Monday, October 31, 2011

Use of Electronic Prescribing in Healthcare !!

How E-Prescribing Works.
After reading this article, I found it very interesting that how many US physicians have started to use electronic prescribing over past few years. However, a lot of physicians are still using the hand written prescriptions. Prescription drugs are very common treatment in primary health care. The American Recovery and Reinvestment Act of 2009 has developed a program that promotes the “meaningful use” of electronic health record systems (EHR). E- prescribing helps prescriber to send electronically, error- free and understandable prescription directly to the pharmacy. There were some following challenges exist in adopting the e-prescribing for primary care that has slowed the adoption of e-prescribing:
·        unrealistic expectations among users
·        inadequate technical support
·        poor functioning of the technical infrastructure for e-prescribing. 
         
Although these challenges do exist, some e-prescribers has still developed their e-prescribing successfully and transformed into their practice extensively. In addition, I also think that the growth of adopting e-prescribing by physicians will increase in next couple of years because there are so many great advantages associated with e-prescribing such as medication safety via automated alerts delivery, less call backs due to poor handwriting, reduce costs via using generic drugs and lower cost medications. Furthermore, it is another way of helping prescribers and patients in order to reduce healthcare cost and therefore, patients adherence may increase due to reduced patients' cost. However, in order to apprehend all these means of e-prescribing, better health information exchange is required for e-prescribing so I believe that improvements can still be made to overcome some of these challenges.

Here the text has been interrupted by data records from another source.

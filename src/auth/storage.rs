//! Durable storage for session tokens
//!
//! The backend issues a short-lived access token and a longer-lived refresh
//! token; both survive application restarts when persisted. The two tokens
//! are always written and cleared together, never independently.

use serde::{Deserialize, Serialize};
use std::path::PathBuf;
use std::sync::Mutex;
use tracing::warn;

/// The persisted token pair
#[derive(Debug, Clone, Serialize, Deserialize, PartialEq, Eq)]
pub struct StoredTokens {
    /// The access token
    pub access: String,

    /// The refresh token
    pub refresh: String,
}

/// Backend for persisting session tokens across restarts
///
/// Reads and writes are synchronous; concurrent writers follow
/// last-writer-wins semantics.
pub trait TokenStorage: Send + Sync {
    /// Load the persisted tokens, if any
    fn load(&self) -> Option<StoredTokens>;

    /// Persist the token pair
    fn save(&self, tokens: &StoredTokens);

    /// Remove any persisted tokens
    fn clear(&self);
}

/// In-memory token storage; tokens live only as long as the process
#[derive(Debug, Default)]
pub struct MemoryTokenStorage {
    tokens: Mutex<Option<StoredTokens>>,
}

impl MemoryTokenStorage {
    /// Create an empty in-memory store
    pub fn new() -> Self {
        Self::default()
    }
}

impl TokenStorage for MemoryTokenStorage {
    fn load(&self) -> Option<StoredTokens> {
        self.tokens.lock().unwrap().clone()
    }

    fn save(&self, tokens: &StoredTokens) {
        *self.tokens.lock().unwrap() = Some(tokens.clone());
    }

    fn clear(&self) {
        *self.tokens.lock().unwrap() = None;
    }
}

/// Token storage backed by a single JSON file
#[derive(Debug)]
pub struct FileTokenStorage {
    path: PathBuf,
}

impl FileTokenStorage {
    /// Create a file-backed store at the given path
    pub fn new(path: impl Into<PathBuf>) -> Self {
        Self { path: path.into() }
    }
}

impl TokenStorage for FileTokenStorage {
    fn load(&self) -> Option<StoredTokens> {
        let data = std::fs::read(&self.path).ok()?;
        serde_json::from_slice(&data).ok()
    }

    fn save(&self, tokens: &StoredTokens) {
        let data = match serde_json::to_vec(tokens) {
            Ok(data) => data,
            Err(err) => {
                warn!("failed to serialize session tokens: {}", err);
                return;
            }
        };
        if let Err(err) = std::fs::write(&self.path, data) {
            warn!("failed to persist session tokens: {}", err);
        }
    }

    fn clear(&self) {
        if let Err(err) = std::fs::remove_file(&self.path) {
            if err.kind() != std::io::ErrorKind::NotFound {
                warn!("failed to clear persisted session tokens: {}", err);
            }
        }
    }
}
//! Client-side mirror of the user's order history, plus checkout
//!
//! Orders are created by checkout and mutated only server-side; this store
//! re-fetches the list or patches the single affected order's status in
//! place from the server's response.

mod types;

use serde::{Deserialize, Serialize};
use std::sync::{Arc, RwLock};
use tracing::debug;

use crate::auth::SharedSessionState;
use crate::error::Error;
use crate::fetch::Fetch;
use crate::http::HttpSession;

pub use types::{
    Order, OrderItem, OrderStatus, PaymentMethod, PaymentVerification, RazorpayCheckout,
    VerifyPaymentItem, VerifyPaymentRequest,
};

#[derive(Serialize)]
struct CheckoutRequest<'a> {
    payment_method: PaymentMethod,
    #[serde(skip_serializing_if = "Option::is_none")]
    shipping_address: Option<&'a str>,
}

#[derive(Deserialize)]
struct CancelResponse {
    status: OrderStatus,
}

/// The order history state container
pub struct OrderStore {
    http: Arc<HttpSession>,
    session: SharedSessionState,
    orders: RwLock<Vec<Order>>,
}

impl OrderStore {
    pub(crate) fn new(http: Arc<HttpSession>, session: SharedSessionState) -> Self {
        Self {
            http,
            session,
            orders: RwLock::new(Vec::new()),
        }
    }

    fn require_login(&self) -> Result<(), Error> {
        if self.session.read().unwrap().user().is_some() {
            Ok(())
        } else {
            Err(Error::auth("login required"))
        }
    }

    /// The mirrored orders, newest first
    pub fn orders(&self) -> Vec<Order> {
        self.orders.read().unwrap().clone()
    }

    /// Drop all local order state (logout)
    pub(crate) fn clear_local(&self) {
        self.orders.write().unwrap().clear();
    }

    /// Fetch all orders for the current user, stored newest-first. The most
    /// recently completed call always wins.
    pub async fn refresh_orders(&self) -> Result<Vec<Order>, Error> {
        self.require_login()?;
        let mut orders: Vec<Order> = self.http.execute(Fetch::get("orders/")).await?;
        orders.sort_by(|a, b| b.created_at.cmp(&a.created_at));
        *self.orders.write().unwrap() = orders.clone();
        Ok(orders)
    }

    /// Place an order from the server-side cart. On success the created
    /// order is prepended to the local history; the caller is responsible
    /// for clearing the cart mirror (the server already emptied the cart).
    pub async fn checkout(
        &self,
        payment_method: PaymentMethod,
        shipping_address: Option<&str>,
    ) -> Result<Order, Error> {
        self.require_login()?;
        let spec = Fetch::post("checkout/").json(&CheckoutRequest {
            payment_method,
            shipping_address,
        })?;
        let order: Order = self.http.execute(spec).await?;
        debug!(order = order.id, "order placed");
        self.orders.write().unwrap().insert(0, order.clone());
        Ok(order)
    }

    /// Cancel an order. Only the server decides whether cancellation is
    /// allowed; on success the one affected order's status is patched in
    /// place from the response.
    pub async fn cancel_order(&self, order_id: i64) -> Result<OrderStatus, Error> {
        self.require_login()?;
        let response: CancelResponse = self
            .http
            .execute(Fetch::post(&format!("orders/{}/cancel/", order_id)).json(
                &serde_json::json!({}),
            )?)
            .await?;

        let mut orders = self.orders.write().unwrap();
        if let Some(order) = orders.iter_mut().find(|o| o.id == order_id) {
            order.status = response.status;
        }
        Ok(response.status)
    }

    /// Create a gateway-side order for a Razorpay payment of the given
    /// amount (whole rupees)
    pub async fn create_razorpay_order(&self, amount: u64) -> Result<RazorpayCheckout, Error> {
        self.require_login()?;
        let spec = Fetch::post("razorpay/order/").json(&serde_json::json!({ "amount": amount }))?;
        self.http.execute(spec).await
    }

    /// Verify a completed gateway payment. On success the server marks the
    /// order paid and empties the cart; the caller clears the cart mirror.
    pub async fn verify_payment(
        &self,
        request: &VerifyPaymentRequest,
    ) -> Result<PaymentVerification, Error> {
        self.require_login()?;
        let spec = Fetch::post("razorpay/verify-payment/").json(request)?;
        self.http.execute(spec).await
    }
}
//! Session state for authentication

use crate::auth::types::User;

/// The lifecycle state of the current session
#[derive(Debug, Clone, Default)]
pub enum SessionState {
    /// Startup restore is still in progress; no access decision can be made
    #[default]
    Resolving,

    /// No authenticated user
    Anonymous,

    /// An authenticated user
    Authenticated(User),
}

impl SessionState {
    /// The current user, if authenticated
    pub fn user(&self) -> Option<&User> {
        match self {
            SessionState::Authenticated(user) => Some(user),
            _ => None,
        }
    }
}

/// A point-in-time view of the session, consumed by route guards and UI code
#[derive(Debug, Clone)]
pub struct SessionSnapshot {
    /// Whether the initial session restore is still resolving
    pub loading: bool,

    /// The current user, if any
    pub user: Option<User>,
}

impl SessionSnapshot {
    /// Whether a user is authenticated
    pub fn is_authenticated(&self) -> bool {
        self.user.is_some()
    }

    /// Whether the authenticated user is an administrator
    pub fn is_admin(&self) -> bool {
        self.user.as_ref().is_some_and(User::is_admin)
    }
}
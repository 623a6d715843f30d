//! pagerun: single-scenario browser test runner
//!
//! Drives one browser session through a scripted scenario, decides when the
//! page is ready enough to act on, and writes a timestamped report of every
//! step whether the run passes or not.
//!
//! # Architecture
//!
//! ```text
//! ┌─────────────────────────────────────────────────────────────┐
//! │  ScenarioDriver                                             │
//! │    ├── RunScope (report finalized + saved on every exit)    │
//! │    ├── per step: add_step → collaborator → complete_step    │
//! │    └── await_ready → ReadinessProbe                         │
//! ├─────────────────────────────────────────────────────────────┤
//! │  ReadinessProbe                                             │
//! │    domcontentloaded → networkidle → readyState → settle     │
//! │    (one shared Deadline)                                    │
//! ├─────────────────────────────────────────────────────────────┤
//! │  RunReport / StepRecord ──▶ ReportSink                      │
//! │                             test-report-<timestamp>.json    │
//! ├─────────────────────────────────────────────────────────────┤
//! │  BrowserDriver + ActionResolver + PageHandle (traits)       │
//! │    └── PlaywrightSession (Node bridge, JSON lines)          │
//! └─────────────────────────────────────────────────────────────┘
//! ```

pub mod browser;
pub mod config;
pub mod error;
pub mod playwright;
pub mod readiness;
pub mod report;
pub mod runner;
pub mod sink;
pub mod spec;

pub use error::{E2eError, E2eResult};
pub use readiness::{Deadline, ReadinessOutcome, ReadinessProbe, ReadyStage};
pub use report::{RunReport, Status, StepHandle, StepOutcome, StepRecord};
pub use runner::{CompletedRun, RunScope, ScenarioDriver};
pub use sink::ReportSink;
pub use spec::{Scenario, ScenarioStep};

The article can be accessed through the following link:

1 comment:

  1. Great post. I think e-prescribing is extremely importing in helping to lower overall health care costs. It will help lead to less medication errors associated with all the issues associated with hand-written prescriptions. It is more efficient and faster. Unfortunately, the infrastructure needed to have it widespread isn't up to par...hopefully it will be in the near future.